___ Records provided ___
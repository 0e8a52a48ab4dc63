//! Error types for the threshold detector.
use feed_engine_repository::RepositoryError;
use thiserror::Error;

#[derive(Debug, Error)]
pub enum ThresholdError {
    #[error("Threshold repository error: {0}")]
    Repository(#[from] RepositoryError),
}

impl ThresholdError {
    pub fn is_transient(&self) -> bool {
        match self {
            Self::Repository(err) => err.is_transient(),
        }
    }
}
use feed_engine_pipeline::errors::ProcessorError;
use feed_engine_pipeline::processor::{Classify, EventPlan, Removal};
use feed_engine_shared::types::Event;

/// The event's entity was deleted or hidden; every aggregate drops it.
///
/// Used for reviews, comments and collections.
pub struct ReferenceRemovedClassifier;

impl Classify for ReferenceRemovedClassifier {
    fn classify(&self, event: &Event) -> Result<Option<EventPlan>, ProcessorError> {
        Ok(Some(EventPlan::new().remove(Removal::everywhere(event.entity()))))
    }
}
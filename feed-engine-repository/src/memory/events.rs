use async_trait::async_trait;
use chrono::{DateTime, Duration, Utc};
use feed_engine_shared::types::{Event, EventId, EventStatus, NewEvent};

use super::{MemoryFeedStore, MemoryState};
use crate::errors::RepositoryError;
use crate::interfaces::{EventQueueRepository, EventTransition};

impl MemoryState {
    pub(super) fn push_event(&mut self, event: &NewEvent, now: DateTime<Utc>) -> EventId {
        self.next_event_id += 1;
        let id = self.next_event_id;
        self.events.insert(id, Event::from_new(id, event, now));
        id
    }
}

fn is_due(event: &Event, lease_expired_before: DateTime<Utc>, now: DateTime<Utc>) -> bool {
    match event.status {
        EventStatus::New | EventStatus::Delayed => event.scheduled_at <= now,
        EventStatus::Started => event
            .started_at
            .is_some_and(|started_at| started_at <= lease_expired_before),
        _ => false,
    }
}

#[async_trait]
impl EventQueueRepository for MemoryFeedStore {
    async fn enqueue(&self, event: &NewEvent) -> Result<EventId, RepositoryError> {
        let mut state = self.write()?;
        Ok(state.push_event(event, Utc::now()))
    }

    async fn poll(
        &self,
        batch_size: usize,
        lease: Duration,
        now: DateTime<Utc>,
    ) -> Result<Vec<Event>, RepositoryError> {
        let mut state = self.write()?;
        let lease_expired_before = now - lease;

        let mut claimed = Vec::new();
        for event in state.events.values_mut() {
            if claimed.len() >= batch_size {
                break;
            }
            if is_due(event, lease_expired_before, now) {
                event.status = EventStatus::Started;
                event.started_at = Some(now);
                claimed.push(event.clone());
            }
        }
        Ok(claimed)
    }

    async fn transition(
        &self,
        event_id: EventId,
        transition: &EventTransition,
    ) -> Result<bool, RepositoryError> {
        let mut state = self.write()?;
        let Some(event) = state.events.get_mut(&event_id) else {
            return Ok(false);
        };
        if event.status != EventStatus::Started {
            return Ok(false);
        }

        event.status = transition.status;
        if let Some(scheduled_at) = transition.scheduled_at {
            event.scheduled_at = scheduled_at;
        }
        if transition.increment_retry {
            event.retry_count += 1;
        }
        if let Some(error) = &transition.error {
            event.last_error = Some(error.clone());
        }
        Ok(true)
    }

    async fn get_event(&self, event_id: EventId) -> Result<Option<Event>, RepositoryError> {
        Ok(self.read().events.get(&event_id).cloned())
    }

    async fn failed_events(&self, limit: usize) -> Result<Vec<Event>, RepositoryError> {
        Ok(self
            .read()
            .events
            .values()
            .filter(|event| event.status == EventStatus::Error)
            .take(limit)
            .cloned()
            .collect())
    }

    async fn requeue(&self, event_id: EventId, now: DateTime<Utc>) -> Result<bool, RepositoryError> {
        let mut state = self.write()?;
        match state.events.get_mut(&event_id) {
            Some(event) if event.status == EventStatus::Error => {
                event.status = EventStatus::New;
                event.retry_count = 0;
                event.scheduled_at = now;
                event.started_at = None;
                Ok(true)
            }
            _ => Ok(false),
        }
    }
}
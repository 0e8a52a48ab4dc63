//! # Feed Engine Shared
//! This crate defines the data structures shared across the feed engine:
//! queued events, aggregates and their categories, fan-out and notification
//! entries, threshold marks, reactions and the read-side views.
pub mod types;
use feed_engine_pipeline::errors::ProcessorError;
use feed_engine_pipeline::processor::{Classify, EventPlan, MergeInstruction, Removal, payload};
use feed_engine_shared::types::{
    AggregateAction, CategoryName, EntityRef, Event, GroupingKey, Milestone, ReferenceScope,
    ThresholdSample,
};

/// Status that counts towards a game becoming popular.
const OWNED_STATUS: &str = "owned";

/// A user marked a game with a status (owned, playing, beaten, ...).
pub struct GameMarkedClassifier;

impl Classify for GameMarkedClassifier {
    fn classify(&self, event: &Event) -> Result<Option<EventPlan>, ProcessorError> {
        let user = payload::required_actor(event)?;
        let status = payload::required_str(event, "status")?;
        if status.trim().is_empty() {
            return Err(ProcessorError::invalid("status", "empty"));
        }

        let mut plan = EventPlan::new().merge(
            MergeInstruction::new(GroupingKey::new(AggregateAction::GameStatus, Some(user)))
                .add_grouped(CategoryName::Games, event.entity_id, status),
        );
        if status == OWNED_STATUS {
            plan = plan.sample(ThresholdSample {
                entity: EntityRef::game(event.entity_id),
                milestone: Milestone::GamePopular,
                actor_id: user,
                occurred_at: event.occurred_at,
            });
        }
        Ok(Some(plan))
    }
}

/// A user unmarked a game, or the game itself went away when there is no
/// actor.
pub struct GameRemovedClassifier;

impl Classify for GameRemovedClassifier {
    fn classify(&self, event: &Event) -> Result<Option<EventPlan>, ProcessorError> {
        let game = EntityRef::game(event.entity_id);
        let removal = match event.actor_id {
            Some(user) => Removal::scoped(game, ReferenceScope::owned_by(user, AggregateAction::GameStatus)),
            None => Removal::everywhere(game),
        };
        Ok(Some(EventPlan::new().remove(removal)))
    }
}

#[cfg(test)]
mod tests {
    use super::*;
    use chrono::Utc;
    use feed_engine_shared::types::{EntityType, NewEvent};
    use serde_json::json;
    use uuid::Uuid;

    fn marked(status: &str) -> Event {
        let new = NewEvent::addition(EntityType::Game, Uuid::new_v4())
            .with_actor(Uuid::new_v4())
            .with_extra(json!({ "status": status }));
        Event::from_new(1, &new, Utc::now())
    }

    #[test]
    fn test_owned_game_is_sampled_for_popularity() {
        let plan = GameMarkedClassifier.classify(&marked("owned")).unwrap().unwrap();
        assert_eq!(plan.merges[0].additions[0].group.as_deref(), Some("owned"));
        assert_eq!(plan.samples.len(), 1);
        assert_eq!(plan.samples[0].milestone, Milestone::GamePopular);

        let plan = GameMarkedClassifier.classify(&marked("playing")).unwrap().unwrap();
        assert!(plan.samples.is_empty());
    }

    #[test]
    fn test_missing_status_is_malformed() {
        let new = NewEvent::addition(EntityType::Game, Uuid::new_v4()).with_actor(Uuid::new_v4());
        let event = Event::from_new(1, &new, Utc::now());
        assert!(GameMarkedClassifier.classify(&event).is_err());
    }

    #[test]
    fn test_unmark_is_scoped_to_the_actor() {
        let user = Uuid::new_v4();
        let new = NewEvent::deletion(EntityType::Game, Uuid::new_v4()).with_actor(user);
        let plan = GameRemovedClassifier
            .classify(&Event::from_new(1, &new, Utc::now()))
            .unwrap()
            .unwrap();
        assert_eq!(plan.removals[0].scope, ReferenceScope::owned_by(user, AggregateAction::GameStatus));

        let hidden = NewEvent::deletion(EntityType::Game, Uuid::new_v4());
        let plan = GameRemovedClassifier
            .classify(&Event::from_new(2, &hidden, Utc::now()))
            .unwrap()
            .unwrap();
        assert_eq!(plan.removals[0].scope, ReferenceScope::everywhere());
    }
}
___
___ Records provided ___
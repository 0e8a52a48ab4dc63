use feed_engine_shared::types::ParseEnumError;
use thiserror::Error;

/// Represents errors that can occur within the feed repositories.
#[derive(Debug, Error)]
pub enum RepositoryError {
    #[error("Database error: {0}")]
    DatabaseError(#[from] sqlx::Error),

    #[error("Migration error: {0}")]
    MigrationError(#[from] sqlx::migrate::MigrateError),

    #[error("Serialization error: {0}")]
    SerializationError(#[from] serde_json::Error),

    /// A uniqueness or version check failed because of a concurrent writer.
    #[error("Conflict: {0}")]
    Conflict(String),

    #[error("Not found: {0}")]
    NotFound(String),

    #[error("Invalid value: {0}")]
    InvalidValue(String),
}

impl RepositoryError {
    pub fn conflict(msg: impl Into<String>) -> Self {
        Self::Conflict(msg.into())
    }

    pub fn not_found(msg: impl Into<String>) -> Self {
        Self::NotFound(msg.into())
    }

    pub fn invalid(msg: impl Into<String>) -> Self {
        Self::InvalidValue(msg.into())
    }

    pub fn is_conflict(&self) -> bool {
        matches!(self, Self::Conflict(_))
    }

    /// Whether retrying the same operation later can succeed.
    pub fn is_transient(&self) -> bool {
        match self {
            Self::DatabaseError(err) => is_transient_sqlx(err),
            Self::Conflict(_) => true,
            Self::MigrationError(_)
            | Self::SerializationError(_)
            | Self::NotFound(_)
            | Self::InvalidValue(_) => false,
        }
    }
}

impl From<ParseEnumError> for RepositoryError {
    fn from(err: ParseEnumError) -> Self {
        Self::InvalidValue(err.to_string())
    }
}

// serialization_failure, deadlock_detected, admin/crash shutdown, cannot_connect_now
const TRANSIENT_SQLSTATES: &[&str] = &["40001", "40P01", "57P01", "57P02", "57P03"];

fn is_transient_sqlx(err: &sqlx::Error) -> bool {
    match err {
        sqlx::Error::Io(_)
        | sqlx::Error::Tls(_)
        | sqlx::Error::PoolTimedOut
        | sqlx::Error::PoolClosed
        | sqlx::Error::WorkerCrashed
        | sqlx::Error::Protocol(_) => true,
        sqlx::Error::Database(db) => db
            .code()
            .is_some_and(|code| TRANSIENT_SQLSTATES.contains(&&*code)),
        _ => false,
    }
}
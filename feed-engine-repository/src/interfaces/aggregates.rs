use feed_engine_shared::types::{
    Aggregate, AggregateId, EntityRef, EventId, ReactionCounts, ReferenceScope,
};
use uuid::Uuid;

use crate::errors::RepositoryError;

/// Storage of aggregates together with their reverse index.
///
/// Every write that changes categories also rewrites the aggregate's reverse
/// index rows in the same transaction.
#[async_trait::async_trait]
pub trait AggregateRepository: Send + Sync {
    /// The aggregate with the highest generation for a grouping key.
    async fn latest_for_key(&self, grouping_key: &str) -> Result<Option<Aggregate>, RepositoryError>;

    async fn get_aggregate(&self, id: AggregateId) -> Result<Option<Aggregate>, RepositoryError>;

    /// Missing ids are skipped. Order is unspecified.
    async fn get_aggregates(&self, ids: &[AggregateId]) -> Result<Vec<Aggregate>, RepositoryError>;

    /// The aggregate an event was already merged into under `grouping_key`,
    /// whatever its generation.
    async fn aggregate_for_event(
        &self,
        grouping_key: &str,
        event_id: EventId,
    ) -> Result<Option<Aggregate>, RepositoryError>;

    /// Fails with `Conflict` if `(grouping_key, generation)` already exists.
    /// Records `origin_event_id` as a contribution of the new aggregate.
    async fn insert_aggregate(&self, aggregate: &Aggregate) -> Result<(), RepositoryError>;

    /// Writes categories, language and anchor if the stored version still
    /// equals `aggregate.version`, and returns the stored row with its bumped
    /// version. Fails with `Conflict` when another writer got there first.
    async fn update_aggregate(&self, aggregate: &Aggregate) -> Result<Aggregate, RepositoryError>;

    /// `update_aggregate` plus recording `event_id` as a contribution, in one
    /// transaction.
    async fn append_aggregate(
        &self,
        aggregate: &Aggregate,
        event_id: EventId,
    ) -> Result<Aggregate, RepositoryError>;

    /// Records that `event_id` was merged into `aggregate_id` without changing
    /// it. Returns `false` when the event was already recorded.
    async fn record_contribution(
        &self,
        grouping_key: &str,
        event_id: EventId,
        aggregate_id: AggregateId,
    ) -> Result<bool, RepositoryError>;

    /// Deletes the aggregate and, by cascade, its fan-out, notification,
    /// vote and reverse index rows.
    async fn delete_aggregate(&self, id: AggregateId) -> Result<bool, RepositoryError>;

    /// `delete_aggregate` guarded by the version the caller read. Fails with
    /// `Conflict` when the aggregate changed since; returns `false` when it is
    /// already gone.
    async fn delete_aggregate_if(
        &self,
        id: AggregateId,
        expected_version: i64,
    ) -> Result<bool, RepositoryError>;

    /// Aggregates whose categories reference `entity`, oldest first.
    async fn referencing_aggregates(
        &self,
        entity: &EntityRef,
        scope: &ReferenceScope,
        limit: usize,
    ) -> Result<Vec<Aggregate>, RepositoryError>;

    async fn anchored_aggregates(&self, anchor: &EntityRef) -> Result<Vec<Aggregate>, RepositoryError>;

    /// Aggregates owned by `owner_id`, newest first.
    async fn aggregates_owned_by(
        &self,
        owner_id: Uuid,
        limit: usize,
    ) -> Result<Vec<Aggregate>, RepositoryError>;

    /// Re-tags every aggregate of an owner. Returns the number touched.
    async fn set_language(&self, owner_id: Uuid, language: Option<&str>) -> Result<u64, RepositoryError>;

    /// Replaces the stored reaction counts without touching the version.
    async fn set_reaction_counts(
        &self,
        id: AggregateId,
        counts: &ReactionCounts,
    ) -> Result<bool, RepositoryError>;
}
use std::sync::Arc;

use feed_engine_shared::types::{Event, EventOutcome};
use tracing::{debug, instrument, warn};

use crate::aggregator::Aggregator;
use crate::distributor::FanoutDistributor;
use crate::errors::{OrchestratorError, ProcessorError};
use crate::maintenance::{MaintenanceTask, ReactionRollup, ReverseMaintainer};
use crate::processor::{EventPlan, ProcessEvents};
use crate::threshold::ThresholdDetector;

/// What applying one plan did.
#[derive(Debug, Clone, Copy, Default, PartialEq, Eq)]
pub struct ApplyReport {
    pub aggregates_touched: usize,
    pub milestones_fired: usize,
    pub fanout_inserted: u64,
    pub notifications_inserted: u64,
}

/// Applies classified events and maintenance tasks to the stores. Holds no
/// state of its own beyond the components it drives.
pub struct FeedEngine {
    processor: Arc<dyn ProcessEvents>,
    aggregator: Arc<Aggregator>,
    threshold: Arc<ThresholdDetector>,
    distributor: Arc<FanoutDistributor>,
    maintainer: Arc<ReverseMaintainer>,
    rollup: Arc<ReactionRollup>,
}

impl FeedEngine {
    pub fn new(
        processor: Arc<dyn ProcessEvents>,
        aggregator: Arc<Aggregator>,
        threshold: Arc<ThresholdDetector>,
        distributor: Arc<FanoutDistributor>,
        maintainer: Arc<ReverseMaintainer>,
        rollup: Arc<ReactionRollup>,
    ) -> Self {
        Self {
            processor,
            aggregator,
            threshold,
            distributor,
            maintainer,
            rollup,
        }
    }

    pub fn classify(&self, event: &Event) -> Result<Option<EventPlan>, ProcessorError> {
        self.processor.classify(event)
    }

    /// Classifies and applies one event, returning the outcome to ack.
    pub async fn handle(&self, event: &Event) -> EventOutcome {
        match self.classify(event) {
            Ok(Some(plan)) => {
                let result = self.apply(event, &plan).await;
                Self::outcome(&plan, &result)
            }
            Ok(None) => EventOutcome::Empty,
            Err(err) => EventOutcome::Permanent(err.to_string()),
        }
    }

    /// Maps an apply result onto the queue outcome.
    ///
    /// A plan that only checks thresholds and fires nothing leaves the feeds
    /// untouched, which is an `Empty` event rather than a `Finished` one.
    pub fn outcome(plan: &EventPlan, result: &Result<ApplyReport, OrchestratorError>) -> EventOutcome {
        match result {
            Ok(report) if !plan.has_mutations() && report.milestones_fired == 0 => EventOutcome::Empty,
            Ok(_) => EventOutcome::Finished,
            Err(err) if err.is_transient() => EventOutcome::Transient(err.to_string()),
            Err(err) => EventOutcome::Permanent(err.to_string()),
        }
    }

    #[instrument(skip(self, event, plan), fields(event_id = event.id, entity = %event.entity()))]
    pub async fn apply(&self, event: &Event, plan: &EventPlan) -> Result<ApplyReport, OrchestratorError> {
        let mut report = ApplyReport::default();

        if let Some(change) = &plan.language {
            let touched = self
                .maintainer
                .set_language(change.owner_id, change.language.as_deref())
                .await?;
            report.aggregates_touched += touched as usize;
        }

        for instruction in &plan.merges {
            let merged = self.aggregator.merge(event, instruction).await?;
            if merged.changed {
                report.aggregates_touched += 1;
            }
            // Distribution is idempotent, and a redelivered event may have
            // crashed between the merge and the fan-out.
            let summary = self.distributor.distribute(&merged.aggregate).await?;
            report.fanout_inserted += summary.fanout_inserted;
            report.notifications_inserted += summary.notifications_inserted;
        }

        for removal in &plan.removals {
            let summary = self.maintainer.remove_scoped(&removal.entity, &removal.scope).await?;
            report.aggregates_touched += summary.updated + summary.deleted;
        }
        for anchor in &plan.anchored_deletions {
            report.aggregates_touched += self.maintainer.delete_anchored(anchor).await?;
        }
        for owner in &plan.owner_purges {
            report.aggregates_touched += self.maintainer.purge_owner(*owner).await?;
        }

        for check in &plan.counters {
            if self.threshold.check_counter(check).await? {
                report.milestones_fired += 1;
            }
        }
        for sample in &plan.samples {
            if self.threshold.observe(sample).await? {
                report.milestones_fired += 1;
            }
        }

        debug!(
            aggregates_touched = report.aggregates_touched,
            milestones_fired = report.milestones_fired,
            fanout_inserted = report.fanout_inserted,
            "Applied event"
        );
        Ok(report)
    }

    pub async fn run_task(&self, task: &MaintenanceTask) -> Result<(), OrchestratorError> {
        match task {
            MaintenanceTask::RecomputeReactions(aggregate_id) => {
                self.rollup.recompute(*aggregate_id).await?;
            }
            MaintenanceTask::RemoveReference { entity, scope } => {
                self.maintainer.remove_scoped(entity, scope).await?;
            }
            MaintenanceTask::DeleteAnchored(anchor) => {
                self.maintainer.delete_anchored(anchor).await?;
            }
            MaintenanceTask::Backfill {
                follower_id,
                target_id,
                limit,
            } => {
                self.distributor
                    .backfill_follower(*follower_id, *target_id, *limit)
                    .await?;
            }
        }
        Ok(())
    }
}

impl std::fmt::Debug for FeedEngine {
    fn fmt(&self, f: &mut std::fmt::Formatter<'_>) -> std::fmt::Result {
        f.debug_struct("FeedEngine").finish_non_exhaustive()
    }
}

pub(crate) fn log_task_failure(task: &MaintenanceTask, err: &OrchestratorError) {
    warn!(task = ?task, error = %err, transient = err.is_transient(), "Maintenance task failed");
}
___
Scan the records above for the lines holding "Ok(claimed)" and "if let Some(scheduled_at)". Transcribe those two and every line between them word for word, and no others.

# Your solution:
        Ok(claimed)
    }

    async fn transition(
        &self,
        event_id: EventId,
        transition: &EventTransition,
    ) -> Result<bool, RepositoryError> {
        let mut state = self.write()?;
        let Some(event) = state.events.get_mut(&event_id) else {
            return Ok(false);
        };
        if event.status != EventStatus::Started {
            return Ok(false);
        }

        event.status = transition.status;
        if let Some(scheduled_at) = transition.scheduled_at {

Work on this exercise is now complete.